TASK: Up to and including the line with "is inspected at", repeat every line of the listing exactly, beginning at the first.

╭─ DATA

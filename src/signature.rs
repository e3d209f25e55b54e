//! Compile-time signature deduction for native callables.
//!
//! Arity, parameter types and return type are read off a callable's Rust
//! type through the trait impls generated below; nothing is inspected at
//! runtime. A parameter type without a [`FromValue`] impl makes the binding
//! fail to compile.
//!
//! - [`NativeFunction`]: plain `Fn(A0, .., An) -> R` (module functions,
//!   class methods, constructors)
//! - [`NativeMethod`]: anything bindable on a class: the functions above, plus
//!   `Fn(&T, A1, ..) -> R` and `Fn(&mut T, A1, ..) -> R` instance methods
//! - [`ArgPack`]: tuple of converted arguments consumed by one call

use std::borrow::Cow;
use std::fmt;

use bindery_core::Value;

use crate::convert::{FromValue, IntoValue, NativeType, ScriptType};
use crate::error::{ConversionError, NativeError};
use crate::options::Coercion;

/// How a bound callable is invoked.
#[derive(Debug, Clone, Copy, PartialEq, Eq, Hash)]
pub enum MethodKind {
    /// Runs `initialize` on a fresh object and fills its data slot
    Constructor,
    /// Called on the class or module itself; no receiver
    ClassMethod,
    /// Called on an object; the receiver is the native instance
    InstanceMethod,
}

impl MethodKind {
    /// Scope name used in diagnostics.
    pub fn scope(self) -> &'static str {
        match self {
            MethodKind::ClassMethod => "class",
            MethodKind::Constructor | MethodKind::InstanceMethod => "instance",
        }
    }
}

/// Type of one parameter or return value.
#[derive(Debug, Clone, PartialEq, Eq, Hash)]
pub struct TypeInfo {
    name: Cow<'static, str>,
}

impl TypeInfo {
    pub fn of<T: ScriptType>() -> Self {
        Self {
            name: T::type_name(),
        }
    }

    pub fn named(name: &'static str) -> Self {
        Self {
            name: Cow::Borrowed(name),
        }
    }

    pub fn name(&self) -> &str {
        &self.name
    }
}

impl fmt::Display for TypeInfo {
    fn fmt(&self, f: &mut fmt::Formatter<'_>) -> fmt::Result {
        f.write_str(&self.name)
    }
}

/// Deduced signature of a bound callable.
#[derive(Debug, Clone, PartialEq, Eq)]
pub struct Signature {
    pub kind: MethodKind,
    /// Native type of the receiver, for instance methods.
    pub receiver: Option<&'static str>,
    /// Parameters the script passes, receiver excluded.
    pub params: Vec<TypeInfo>,
    pub ret: TypeInfo,
}

impl Signature {
    /// Declared parameter count, receiver included.
    pub fn arity(&self) -> usize {
        self.params.len() + usize::from(self.receiver.is_some())
    }

    /// Number of arguments a script call must pass.
    pub fn script_arity(&self) -> usize {
        self.params.len()
    }
}

impl fmt::Display for Signature {
    fn fmt(&self, f: &mut fmt::Formatter<'_>) -> fmt::Result {
        f.write_str("fn(")?;
        let mut first = true;
        if let Some(receiver) = self.receiver {
            write!(f, "&{}", receiver)?;
            first = false;
        }
        for param in &self.params {
            if !first {
                f.write_str(", ")?;
            }
            write!(f, "{}", param)?;
            first = false;
        }
        write!(f, ") -> {}", self.ret)
    }
}

/// A tuple of native arguments converted from one call's argument list.
pub trait ArgPack: Sized {
    /// Number of arguments in the pack.
    const LEN: usize;

    fn params() -> Vec<TypeInfo>;

    /// Convert `args` left to right. The first failing conversion aborts and
    /// reports its position. Missing arguments read as `nil`.
    fn from_args(args: &[Value], coercion: Coercion) -> Result<Self, NativeError>;
}

/// A plain native function of up to twelve parameters.
///
/// `Marker` is the function-pointer type of the signature; it only exists to
/// keep the impls for different arities apart.
pub trait NativeFunction<Marker>: 'static {
    type Args: ArgPack;
    type Output;

    /// Declared parameter count.
    const ARITY: usize = <Self::Args as ArgPack>::LEN;

    fn call(&self, args: Self::Args) -> Self::Output;
}

/// Marker for class methods and module functions.
pub struct Static;

/// Marker for instance methods taking `&T`.
pub struct Shared;

/// Marker for instance methods taking `&mut T`.
pub struct Exclusive;

/// A callable bindable on a class whose native instances are `T`.
///
/// Whether it is a class or an instance method is decided here, from the
/// callable's first parameter type, once at registration.
pub trait NativeMethod<T, Marker>: 'static {
    const KIND: MethodKind;

    /// Declared parameter count, receiver included.
    const ARITY: usize;

    type Args: ArgPack;
    type Output: IntoValue;

    fn invoke(&self, receiver: &Value, args: Self::Args) -> Result<Self::Output, NativeError>;

    fn signature() -> Signature;
}

impl<T, M, F> NativeMethod<T, (Static, M)> for F
where
    F: NativeFunction<M>,
    <F as NativeFunction<M>>::Output: IntoValue,
{
    const KIND: MethodKind = MethodKind::ClassMethod;
    const ARITY: usize = <<F as NativeFunction<M>>::Args as ArgPack>::LEN;

    type Args = <F as NativeFunction<M>>::Args;
    type Output = <F as NativeFunction<M>>::Output;

    fn invoke(&self, _receiver: &Value, args: Self::Args) -> Result<Self::Output, NativeError> {
        Ok(self.call(args))
    }

    fn signature() -> Signature {
        Signature {
            kind: MethodKind::ClassMethod,
            receiver: None,
            params: <Self::Args as ArgPack>::params(),
            ret: TypeInfo::of::<Self::Output>(),
        }
    }
}

/// Receiver object of an instance call.
fn receiver_object(receiver: &Value) -> Result<&bindery_core::ObjectRef, NativeError> {
    receiver.as_object().ok_or_else(|| {
        NativeError::invalid_receiver(format!("expected an object, got {}", receiver.type_name()))
    })
}

fn argument_error(index: usize) -> impl FnOnce(ConversionError) -> NativeError {
    move |source| NativeError::Argument { index, source }
}

macro_rules! impl_signatures {
    ($len:expr; $($arg:ident : $idx:tt),*) => {
        impl<$($arg: FromValue),*> ArgPack for ($($arg,)*) {
            const LEN: usize = $len;

            fn params() -> Vec<TypeInfo> {
                vec![$(TypeInfo::of::<$arg>()),*]
            }

            #[allow(unused_variables)]
            fn from_args(args: &[Value], coercion: Coercion) -> Result<Self, NativeError> {
                let nil = Value::Nil;
                Ok(($(
                    $arg::from_value(args.get($idx).unwrap_or(&nil), coercion)
                        .map_err(argument_error($idx))?,
                )*))
            }
        }

        impl<F, R, $($arg),*> NativeFunction<fn($($arg),*) -> R> for F
        where
            F: Fn($($arg),*) -> R + 'static,
            $($arg: FromValue,)*
        {
            type Args = ($($arg,)*);
            type Output = R;

            #[allow(non_snake_case)]
            fn call(&self, args: Self::Args) -> R {
                let ($($arg,)*) = args;
                (self)($($arg),*)
            }
        }

        impl<T, F, R, $($arg),*> NativeMethod<T, (Shared, fn(&T, $($arg),*) -> R)> for F
        where
            T: NativeType,
            F: Fn(&T, $($arg),*) -> R + 'static,
            R: IntoValue,
            $($arg: FromValue,)*
        {
            const KIND: MethodKind = MethodKind::InstanceMethod;
            const ARITY: usize = $len + 1;

            type Args = ($($arg,)*);
            type Output = R;

            #[allow(non_snake_case)]
            fn invoke(&self, receiver: &Value, args: Self::Args) -> Result<R, NativeError> {
                let ($($arg,)*) = args;
                let object = receiver_object(receiver)?;
                Ok(object.with_data::<T, _>(|this| (self)(this, $($arg),*))?)
            }

            fn signature() -> Signature {
                Signature {
                    kind: MethodKind::InstanceMethod,
                    receiver: Some(T::NAME),
                    params: <Self::Args as ArgPack>::params(),
                    ret: TypeInfo::of::<R>(),
                }
            }
        }

        impl<T, F, R, $($arg),*> NativeMethod<T, (Exclusive, fn(&mut T, $($arg),*) -> R)> for F
        where
            T: NativeType,
            F: Fn(&mut T, $($arg),*) -> R + 'static,
            R: IntoValue,
            $($arg: FromValue,)*
        {
            const KIND: MethodKind = MethodKind::InstanceMethod;
            const ARITY: usize = $len + 1;

            type Args = ($($arg,)*);
            type Output = R;

            #[allow(non_snake_case)]
            fn invoke(&self, receiver: &Value, args: Self::Args) -> Result<R, NativeError> {
                let ($($arg,)*) = args;
                let object = receiver_object(receiver)?;
                Ok(object.with_data_mut::<T, _>(|this| (self)(this, $($arg),*))?)
            }

            fn signature() -> Signature {
                Signature {
                    kind: MethodKind::InstanceMethod,
                    receiver: Some(T::NAME),
                    params: <Self::Args as ArgPack>::params(),
                    ret: TypeInfo::of::<R>(),
                }
            }
        }
    };
}

impl_signatures!(0;);
impl_signatures!(1; A0: 0);
impl_signatures!(2; A0: 0, A1: 1);
impl_signatures!(3; A0: 0, A1: 1, A2: 2);
impl_signatures!(4; A0: 0, A1: 1, A2: 2, A3: 3);
impl_signatures!(5; A0: 0, A1: 1, A2: 2, A3: 3, A4: 4);
impl_signatures!(6; A0: 0, A1: 1, A2: 2, A3: 3, A4: 4, A5: 5);
impl_signatures!(7; A0: 0, A1: 1, A2: 2, A3: 3, A4: 4, A5: 5, A6: 6);
impl_signatures!(8; A0: 0, A1: 1, A2: 2, A3: 3, A4: 4, A5: 5, A6: 6, A7: 7);
impl_signatures!(9; A0: 0, A1: 1, A2: 2, A3: 3, A4: 4, A5: 5, A6: 6, A7: 7, A8: 8);
impl_signatures!(10; A0: 0, A1: 1, A2: 2, A3: 3, A4: 4, A5: 5, A6: 6, A7: 7, A8: 8, A9: 9);
impl_signatures!(11; A0: 0, A1: 1, A2: 2, A3: 3, A4: 4, A5: 5, A6: 6, A7: 7, A8: 8, A9: 9, A10: 10);
impl_signatures!(12; A0: 0, A1: 1, A2: 2, A3: 3, A4: 4, A5: 5, A6: 6, A7: 7, A8: 8, A9: 9, A10: 10, A11: 11);

/// Signature of a constructor filling the data slot with `type_name`.
pub(crate) fn constructor_signature<F, M>(type_name: &'static str) -> Signature
where
    F: NativeFunction<M>,
{
    Signature {
        kind: MethodKind::Constructor,
        receiver: None,
        params: <<F as NativeFunction<M>>::Args as ArgPack>::params(),
        ret: TypeInfo::named(type_name),
    }
}

#[cfg(test)]
mod tests {
    use std::rc::Rc;

    use super::*;

    struct Foo;

    impl NativeType for Foo {
        const NAME: &'static str = "Foo";
    }

    fn arity_of<F: NativeFunction<M>, M>(_: &F) -> usize {
        F::ARITY
    }

    fn method_kind<T, F: NativeMethod<T, M>, M>(_: &F) -> (MethodKind, usize) {
        (F::KIND, F::ARITY)
    }

    fn method_signature<T, F: NativeMethod<T, M>, M>(_: &F) -> Signature {
        F::signature()
    }

    #[test]
    fn function_arity_is_deduced() {
        assert_eq!(arity_of(&|| 1i32), 0);
        assert_eq!(arity_of(&|a: i32, b: f64| a as f64 + b), 2);
        assert_eq!(
            arity_of(&|_: Rc<str>, _: i32, _: f32, _: i32, _: i32, _: f32| ()),
            6
        );
    }

    #[test]
    fn first_parameter_decides_kind() {
        assert_eq!(
            method_kind::<Foo, _, _>(&|b: i32| b),
            (MethodKind::ClassMethod, 1)
        );
        assert_eq!(
            method_kind::<Foo, _, _>(&|_: &Foo, a: i32, b: i32, c: i32| a + b + c),
            (MethodKind::InstanceMethod, 4)
        );
        assert_eq!(
            method_kind::<Foo, _, _>(&|_: &mut Foo| ()),
            (MethodKind::InstanceMethod, 1)
        );
    }

    #[test]
    fn signature_display() {
        let sig = method_signature::<Foo, _, _>(&|_: &Foo, a: i32, b: f64| a as f64 * b);
        assert_eq!(sig.arity(), 3);
        assert_eq!(sig.script_arity(), 2);
        assert_eq!(sig.to_string(), "fn(&Foo, int32, double) -> double");

        let sig = method_signature::<Foo, _, _>(&|| 987i32);
        assert_eq!(sig.to_string(), "fn() -> int32");
        assert_eq!(sig.kind.scope(), "class");
    }

    #[test]
    fn arg_pack_converts_in_order() {
        let args = [Value::Int(1), Value::Float(2.5), Value::str("x")];
        let (a, b, c) = <(i32, f64, String)>::from_args(&args, Coercion::Lenient).unwrap();
        assert_eq!((a, b, c.as_str()), (1, 2.5, "x"));
    }

    #[test]
    fn arg_pack_reports_first_failure() {
        let args = [Value::Int(1), Value::str("no"), Value::Nil];
        let err = <(i32, i32, f64)>::from_args(&args, Coercion::Strict).unwrap_err();
        assert!(matches!(err, NativeError::Argument { index: 1, .. }));
    }

    #[test]
    fn arg_pack_reads_missing_as_nil() {
        let (a, b) = <(i32, Option<i32>)>::from_args(&[Value::Int(4)], Coercion::Lenient).unwrap();
        assert_eq!((a, b), (4, None));
    }

    #[test]
    fn constructor_signature_names_instance_type() {
        fn ctor_signature<F: NativeFunction<M>, M>(_: &F) -> Signature {
            constructor_signature::<F, M>(Foo::NAME)
        }

        let sig = ctor_signature(&|_: i32, _: i32| Foo);
        assert_eq!(sig.kind, MethodKind::Constructor);
        assert_eq!(sig.to_string(), "fn(int32, int32) -> Foo");
    }
}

╰─

SOLUTION TO THIS PROBLEM:
filename src/signature.rs
repository e3d209f25e55b54e
//! Compile-time signature deduction for native callables.
//!
//! Arity, parameter types and return type are read off a callable's Rust
//! type through the trait impls generated below; nothing is inspected at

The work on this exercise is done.